For these examples I will be using a disk fullness alert condition in Infrastructure. For this imaginary alert condition, the critical threshold is set to If disk is over 90% full and the warning threshold is set to If disk is over 80% full. The imaginary alert condition will be called “Disk Fullness Alert” and is part of an alert policy called “Server Alert Policy.” Keep in mind, however, that this will work with any alert condition you might have set up.
First method
For the simplest use case, if you just want the same people to be notified when a warning threshold is breached, you can use the following method (applied to the example mentioned above):
- Create a new alert condition called “Disk Fullness Alert - Warning.”
- Use the warning threshold value as the critical threshold in the new alert condition. For our example, the critical threshold would be set to If disk is over 80% full.
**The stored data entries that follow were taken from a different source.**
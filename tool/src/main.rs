// Copyright 2021 Google LLC
//
// Licensed under the Apache License, Version 2.0 (the "License");
// you may not use this file except in compliance with the License.
// You may obtain a copy of the License at
//
//     https://www.apache.org/licenses/LICENSE-2.0
//
// Unless required by applicable law or agreed to in writing, software
// distributed under the License is distributed on an "AS IS" BASIS,
// WITHOUT WARRANTIES OR CONDITIONS OF ANY KIND, either express or implied.
// See the License for the specific language governing permissions and
// limitations under the License.

use clap::App;
use clap::AppSettings;
use clap::Arg;
use clap::ArgMatches;
use clap::SubCommand;

use log::debug;
use log::LevelFilter;

use usbspi::control::ControlVerb;
use usbspi::control::SetupRequest;
use usbspi::deferred::DeferredCall;
use usbspi::deferred::Events;
use usbspi::hil;
use usbspi::hil::BusError;
use usbspi::hil::Duplex;
use usbspi::host;
use usbspi::host::ResponseAssembler;
use usbspi::io::StdWrite;
use usbspi::io::Write;
use usbspi::protocol::packet::Packet;
use usbspi::protocol::packet::Request;
use usbspi::protocol::packet::Response;
use usbspi::protocol::packet::FULL_DUPLEX_ENABLED;
use usbspi::protocol::wire::FromWire;
use usbspi::Config;
use usbspi::SpiDevice;
use usbspi::UsbFlags;
use usbspi::UsbSpi;

use std::collections::VecDeque;

fn parse_hex(text: &str) -> Result<Vec<u8>, hex::FromHexError> {
    let digits: String = text
        .chars()
        .filter(|c| !c.is_whitespace() && *c != ':')
        .collect();
    hex::decode(digits)
}

fn to_hex(bytes: &[u8]) -> String {
    bytes
        .chunks(1)
        .map(hex::encode)
        .collect::<Vec<_>>()
        .join(" ")
}

fn read_count(matches: &ArgMatches) -> u16 {
    if matches.is_present("full-duplex") {
        return FULL_DUPLEX_ENABLED;
    }
    matches
        .value_of("read")
        .unwrap_or("0")
        .parse()
        .expect("read count must be a number below 65535")
}

fn frames(write: &[u8], read_count: u16, raw: bool) {
    let requests = host::transfer_requests(write, read_count).expect("write data too long");
    let mut packet = Packet::new();
    let mut raw_out = StdWrite(std::io::stdout());

    for request in requests {
        debug!("{:?}", request);
        packet.encode(&request).expect("failed to encode request");
        if raw {
            raw_out
                .write_bytes(packet.frame())
                .expect("failed to write frame");
        } else {
            println!("{}", to_hex(packet.frame()));
        }
    }
}

fn decode(frame: &[u8]) {
    if let Ok(request) = Request::from_wire(frame) {
        println!("request {:?}", request);
        return;
    }
    match Response::from_wire(frame) {
        Ok(response) => println!("response {:?}", response),
        Err(e) => {
            eprintln!("not a USB-SPI frame: {:?}", e);
            std::process::exit(1);
        }
    }
}

/// In-memory bulk endpoints.
struct Loopback {
    rx: VecDeque<Vec<u8>>,
    tx: Vec<Vec<u8>>,
}

impl hil::Transport for Loopback {
    fn receive(&mut self, buf: &mut [u8]) -> Option<usize> {
        let frame = self.rx.pop_front()?;
        buf[..frame.len()].copy_from_slice(&frame);
        Some(frame.len())
    }

    fn transmit(&mut self, frame: &[u8]) {
        self.tx.push(frame.to_vec());
    }

    fn tx_ready(&self) -> bool {
        true
    }
}

/// A peripheral that reads back the last bytes written to it.
struct EchoSpi {
    last_write: Vec<u8>,
}

impl hil::SpiBus for EchoSpi {
    fn transaction(
        &mut self,
        device: &SpiDevice,
        write: &[u8],
        read: &mut [u8],
        duplex: Duplex,
    ) -> Result<(), BusError> {
        debug!("{}: {:?} write {}", device.name, duplex, to_hex(write));
        let source = match duplex {
            Duplex::Full => write.to_vec(),
            Duplex::Half => std::mem::replace(&mut self.last_write, write.to_vec()),
        };
        for (i, byte) in read.iter_mut().enumerate() {
            *byte = source.get(i).copied().unwrap_or(0xff);
        }
        Ok(())
    }
}

struct NoChipSelect;

impl hil::ChipSelect for NoChipSelect {
    fn set_level(&mut self, device: &SpiDevice, high: bool) {
        debug!("{}: chip select {}", device.name, if high { "high" } else { "low" });
    }
}

struct NoBoard;

impl hil::Board for NoBoard {
    fn on_enable(&mut self) {}
    fn on_disable(&mut self) {}
}

const DEVICES: &[SpiDevice] = &[SpiDevice {
    name: "echo",
    chip_select: 0,
    flags: UsbFlags::ENABLED,
}];

/// Runs a transfer through a bridge wired to an echo peripheral and prints
/// every frame on the wire.
fn loopback(write: &[u8], read_count: u16) {
    let call = DeferredCall::new();
    let transport = Loopback {
        rx: VecDeque::new(),
        tx: Vec::new(),
    };
    let spi = EchoSpi {
        last_write: Vec::new(),
    };
    let mut bridge: UsbSpi<_, _, _, _> = UsbSpi::new(
        transport,
        spi,
        NoChipSelect,
        NoBoard,
        DEVICES,
        Config::default(),
        &call,
    );
    bridge.set_device_enabled(true);
    bridge
        .handle_control(&SetupRequest::usb_spi(ControlVerb::Enable, 0, 0))
        .expect("control request rejected");
    bridge.service();

    let requests = host::transfer_requests(write, read_count).expect("write data too long");
    let mut read = vec![0; requests.expected_read_len()];
    let mut packet = Packet::new();
    for request in requests {
        packet.encode(&request).expect("failed to encode request");
        println!("> {}", to_hex(packet.frame()));
        bridge.transport().rx.push_back(packet.frame().to_vec());
        call.set(Events::RX);
        bridge.service();
    }
    while bridge.state().response_in_progress() {
        call.set(Events::TX);
        bridge.service();
    }

    let mut assembler = ResponseAssembler::new(&mut read);
    for frame in bridge.transport().tx.drain(..) {
        println!("< {}", to_hex(&frame));
        if let Err(e) = assembler.push_frame(&frame) {
            eprintln!("bad response: {:?}", e);
            std::process::exit(1);
        }
    }
    println!("read {}", to_hex(assembler.data()));
}

fn main() {
    let hex_arg = |name: &'static str, help: &'static str| -> Arg<'static, 'static> {
        Arg::with_name(name)
            .long(name)
            .help(help)
            .required(true)
            .takes_value(true)
    };
    let transfer_args = |cmd: App<'static, 'static>| -> App<'static, 'static> {
        cmd.arg(hex_arg("write", "write data, in hex"))
            .arg(
                Arg::with_name("read")
                    .long("read")
                    .help("number of bytes to read after the write")
                    .takes_value(true)
                    .conflicts_with("full-duplex"),
            )
            .arg(
                Arg::with_name("full-duplex")
                    .long("full-duplex")
                    .help("read back one byte per written byte"),
            )
    };

    let app = App::new("USB-SPI Tool")
        .version("0.1")
        .about("Encodes and decodes USB-SPI bridge frames")
        .setting(AppSettings::ArgRequiredElseHelp)
        .setting(AppSettings::SubcommandRequiredElseHelp)
        .arg(
            Arg::with_name("v")
                .short("v")
                .multiple(true)
                .help("Sets the level of verbosity"),
        )
        .subcommand(
            transfer_args(SubCommand::with_name("frames"))
                .about("Print the request frames of a transfer")
                .arg(
                    Arg::with_name("raw")
                        .long("raw")
                        .help("write binary frames instead of hex lines"),
                ),
        )
        .subcommand(
            SubCommand::with_name("decode")
                .about("Decode one frame")
                .arg(
                    Arg::with_name("frame")
                        .help("frame bytes, in hex")
                        .required(true)
                        .multiple(true),
                ),
        )
        .subcommand(
            transfer_args(SubCommand::with_name("loopback"))
                .about("Run a transfer against an echo peripheral"),
        );
    let matches = app.get_matches();

    let level = match matches.occurrences_of("v") {
        0 => LevelFilter::Warn,
        1 => LevelFilter::Info,
        2 => LevelFilter::Debug,
        _ => LevelFilter::Trace,
    };
    env_logger::Builder::new().filter_level(level).init();

    if let Some(matches) = matches.subcommand_matches("frames") {
        let write = parse_hex(matches.value_of("write").unwrap()).expect("invalid write data");
        frames(&write, read_count(matches), matches.is_present("raw"));
    } else if let Some(matches) = matches.subcommand_matches("decode") {
        let text: Vec<&str> = matches.values_of("frame").unwrap().collect();
        let frame = parse_hex(&text.join(" ")).expect("invalid frame");
        decode(&frame);
    } else if let Some(matches) = matches.subcommand_matches("loopback") {
        let write = parse_hex(matches.value_of("write").unwrap()).expect("invalid write data");
        loopback(&write, read_count(matches));
    }
}

#[cfg(test)]
mod test {
    use super::*;

    #[test]
    fn hex_round_trip() {
        assert_eq!(parse_hex("02 00:ff").unwrap(), vec![0x02, 0x00, 0xff]);
        assert_eq!(parse_hex("abc"), Err(hex::FromHexError::OddLength));
        assert!(parse_hex("zz").is_err());
        assert_eq!(to_hex(&[0x05, 0x00, 0x10]), "05 00 10");
    }
}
Now when the “warning threshold” is breached (actually a critical threshold now), a notification will be sent that the Disk Fullness Alert - Warning condition has been violated.
Second method
This method is a bit more involved, but will alert a separate group of folks when the warning threshold gets violated. This works great for a use case where you have less-senior team members who will be your first line of defense, but can also be used to notify all the same people as would be notified in the case of critical violations.
- Create a new alert policy called “Server Alert Policy - Warnings.”
- Assign notification channels to this alert policy which correspond to your less-senior team members. Ensure that your original alert policy has notification channels assigned to it that correspond to your more senior team members.
- Create duplicate alert conditions in this policy. Going back to our example, you would want to create an alert condition called “Disk Fullness Alert.”
- Set up thresholds using the values of the warning thresholds from the original conditions as critical thresholds. For our example case, you would use If disk is over 80% full as your critical threshold.
Now when the “warning threshold” (actually a critical threshold now) is breached, a separate group of folks will be notified and the notification will include the policy name, Server Alert Policy - Warnings. If the problem gets worse and breaches the critical threshold (which, if you remember, is If disk is over 90% full), your more senior team members will get called into action to help with the problem.
I hope this helps you to set up your New Relic Alerting system up so that you are getting exactly the notifications you need sent to exactly the channels where you need them! As always, comments and questions are welcome.